Page 1 of 1

Inserting HTML in a table cell

PostPosted: Mon Jul 30, 2012 6:43 pm
by Empirica
Hi everyone,

I noticed some interesting behaviour when it comes to adding HTML to a table cell (via TraversalUtil or XPath). More concrete, I replace a placeholder by some formatted text coming from a DB. What I noticed now is that if the placeholder is a single <w:p> in a table cell, the code will run fine, but the document won't open (i.e. error message saying that the document structure got corrupted). However, if I add an empty paragraph to the template right before my placeholder text (I have two paragraphs in the table cell now), the code will not only run through and I can open the document and have the expected result, although there is now the addional paragraph, that I must delete manually.
My conclusion is that, there seems to be a problem when replacing a paragraph within a table cell with some formatted text (HTML) when there is no sibling paragraph in the very same cell.

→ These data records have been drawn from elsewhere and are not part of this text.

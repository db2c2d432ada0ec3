use crate::config::ConfigError;
use crate::tag::ChannelId;
use serde::{Deserialize, Serialize};
use std::collections::{BTreeMap, BTreeSet, HashMap};
use std::sync::Mutex;

/// Sentinel for "no channel configured" under the `One` numbering scheme.
///
/// The value is far outside the physical range so it cannot alias a falling
/// edge id, which are negative under this scheme.
pub const UNUSED_CHANNEL: ChannelId = -134_217_728;

/// Legacy sentinel used by the `Zero` numbering scheme, where falling edges
/// occupy the upper half of the positive range and -1 is free.
pub const UNUSED_CHANNEL_LEGACY: ChannelId = -1;

/// First identifier handed out for virtual producers. Physical edges of all
/// supported devices stay well below this value under both schemes.
pub const VIRTUAL_CHANNEL_BASE: ChannelId = 4096;

/// Process-wide channel numbering scheme.
///
/// `Zero` numbers rising edges 0..N and falling edges N..2N. `One` numbers
/// rising edges 1..=N and falling edges -1..=-N.
#[derive(Debug, Clone, Copy, PartialEq, Eq, Serialize, Deserialize)]
pub enum ChannelScheme {
    Zero,
    One,
}

/// Sentinel encoding "unused channel" for the given scheme.
pub fn unused_channel(scheme: ChannelScheme) -> ChannelId {
    match scheme {
        ChannelScheme::Zero => UNUSED_CHANNEL_LEGACY,
        ChannelScheme::One => UNUSED_CHANNEL,
    }
}

/// Compares a channel against the scheme's sentinel. Under `One` the legacy
/// sentinel is still accepted for configurations written against `Zero`.
pub fn is_unused(scheme: ChannelScheme, channel: ChannelId) -> bool {
    match scheme {
        ChannelScheme::Zero => channel == UNUSED_CHANNEL_LEGACY,
        ChannelScheme::One => channel == UNUSED_CHANNEL || channel == UNUSED_CHANNEL_LEGACY,
    }
}

pub fn is_virtual(channel: ChannelId) -> bool {
    channel >= VIRTUAL_CHANNEL_BASE
}

/// Hands out unique virtual channel identifiers and tracks how many holders
/// still reference each one. An id returns to the free pool only when its
/// count reaches zero, so producers can outlive the allocating measurement
/// until every dependent consumer has detached.
#[derive(Debug, Default)]
pub struct VirtualChannelAllocator {
    inner: Mutex<AllocState>,
}

#[derive(Debug)]
struct AllocState {
    next: ChannelId,
    free: Vec<ChannelId>,
    refs: HashMap<ChannelId, u32>,
}

impl Default for AllocState {
    fn default() -> Self {
        Self {
            next: VIRTUAL_CHANNEL_BASE,
            free: Vec::new(),
            refs: HashMap::new(),
        }
    }
}

impl VirtualChannelAllocator {
    pub fn new() -> Self {
        Self::default()
    }

    /// Allocates a fresh id with a reference count of one.
    pub fn allocate(&self) -> ChannelId {
        let mut state = self.inner.lock().unwrap();
        let id = state.free.pop().unwrap_or_else(|| {
            let id = state.next;
            state.next += 1;
            id
        });
        state.refs.insert(id, 1);
        id
    }

    /// Adds a holder for an already allocated id.
    pub fn retain(&self, channel: ChannelId) {
        let mut state = self.inner.lock().unwrap();
        if let Some(count) = state.refs.get_mut(&channel) {
            *count += 1;
        }
    }

    /// Drops a holder; the id is recycled once the last holder releases it.
    pub fn release(&self, channel: ChannelId) {
        let mut state = self.inner.lock().unwrap();
        if let Some(count) = state.refs.get_mut(&channel) {
            *count -= 1;
            if *count == 0 {
                state.refs.remove(&channel);
                state.free.push(channel);
            }
        }
    }

    pub fn active(&self) -> usize {
        self.inner.lock().unwrap().refs.len()
    }
}

/// Reference-counted set of channels the source must transport.
///
/// Measurements register their inputs on attach and unregister on detach;
/// the source is reconfigured with the effective set whenever it changes.
#[derive(Debug, Default)]
pub struct ChannelRegistry {
    counts: Mutex<BTreeMap<ChannelId, u32>>,
}

impl ChannelRegistry {
    pub fn new() -> Self {
        Self::default()
    }

    /// Returns true when the channel was not transported before.
    pub fn register(&self, channel: ChannelId) -> bool {
        let mut counts = self.counts.lock().unwrap();
        let count = counts.entry(channel).or_insert(0);
        *count += 1;
        *count == 1
    }

    /// Returns true when the channel is no longer transported.
    pub fn unregister(&self, channel: ChannelId) -> bool {
        let mut counts = self.counts.lock().unwrap();
        match counts.get_mut(&channel) {
            Some(count) if *count > 1 => {
                *count -= 1;
                false
            }
            Some(_) => {
                counts.remove(&channel);
                true
            }
            None => false,
        }
    }

    /// Physical channels with a nonzero count, the set a source transports.
    pub fn transported(&self) -> BTreeSet<ChannelId> {
        self.counts
            .lock()
            .unwrap()
            .keys()
            .copied()
            .filter(|ch| !is_virtual(*ch))
            .collect()
    }
}

/// Validates a user supplied input channel id.
pub fn validate_input(channel: ChannelId, what: &'static str) -> Result<ChannelId, ConfigError> {
    let scheme = crate::config::channel_scheme();
    if is_unused(scheme, channel) {
        return Err(ConfigError::InvalidChannel { channel, what });
    }
    Ok(channel)
}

Has anyone of you made the same experience and maybe found a solution or a work arround?

Please find my code below:

Code: Select all
   //Replace Placeholders with HTML
   //This method is called whenever an HTML placeholder is found while traversing over the template document
   private void replaceHTML(P p, String placeholderValue, Properties templateProperties){
      
      //index = -1 if the paragraph is in a table cell
      int index = givenPackage.getMainDocumentPart().getContent().indexOf(p);
      
      try{            
   
         //Retrieves a formatted text from a database
         placeholderValue = replacePlaceholdersByValue(placeholderValue, templateProperties);
         
         //Create HTML            
         String html = "<html>" + placeholderValue + "</html>";
         AlternativeFormatInputPart afiPart = null;

         logger.info("Trying to create an html part.");
         afiPart = new AlternativeFormatInputPart(new PartName("/hw" + String.valueOf(htmlCounter) + ".html")); //CAUTION: each html part needs a new name!!
         htmlCounter++;

         //Parse Content
         logger.info("Get the Bytes and set the Content type of the html part.");

         afiPart.setBinaryData(html.getBytes("UTF-8"));
         afiPart.setContentType(new ContentType("text/html"));

         Relationship altChunkRel = null;

         logger.info("adding the Target Path...");
         altChunkRel = givenPackage.getMainDocumentPart().addTargetPart(afiPart);


         //Add HTML to document
         logger.info("Adding HTML to the document..");
         CTAltChunk ac = Context.getWmlObjectFactory().createCTAltChunk();
         ac.setId(altChunkRel.getId());                                          
         
         //Paragraph in a table cell
         if (p.getParent() instanceof org.docx4j.wml.Tc){
            Tc parent = (Tc) p.getParent();            
            int subIndex = parent.getContent().indexOf(p);
            
            parent.getContent().set(subIndex,ac);
         
         //Regular paragraph
         }else if (p.getParent() instanceof org.docx4j.wml.Body){
            logger.debug("ersetze html part an der Stelle "+index);   
            givenPackage.getMainDocumentPart().getContent().set(index,ac);
         }else{
            logger.error("Parent object class could not be processed");
         }
                        
      }catch(Exception e){
         e.printStackTrace();
      }
   }

Re: Inserting HTML in a table cell

PostPosted: Mon Jul 30, 2012 11:27 pm
by jason
So Word doesn't like a tc which contains just an altChunk? 2007 or 2010?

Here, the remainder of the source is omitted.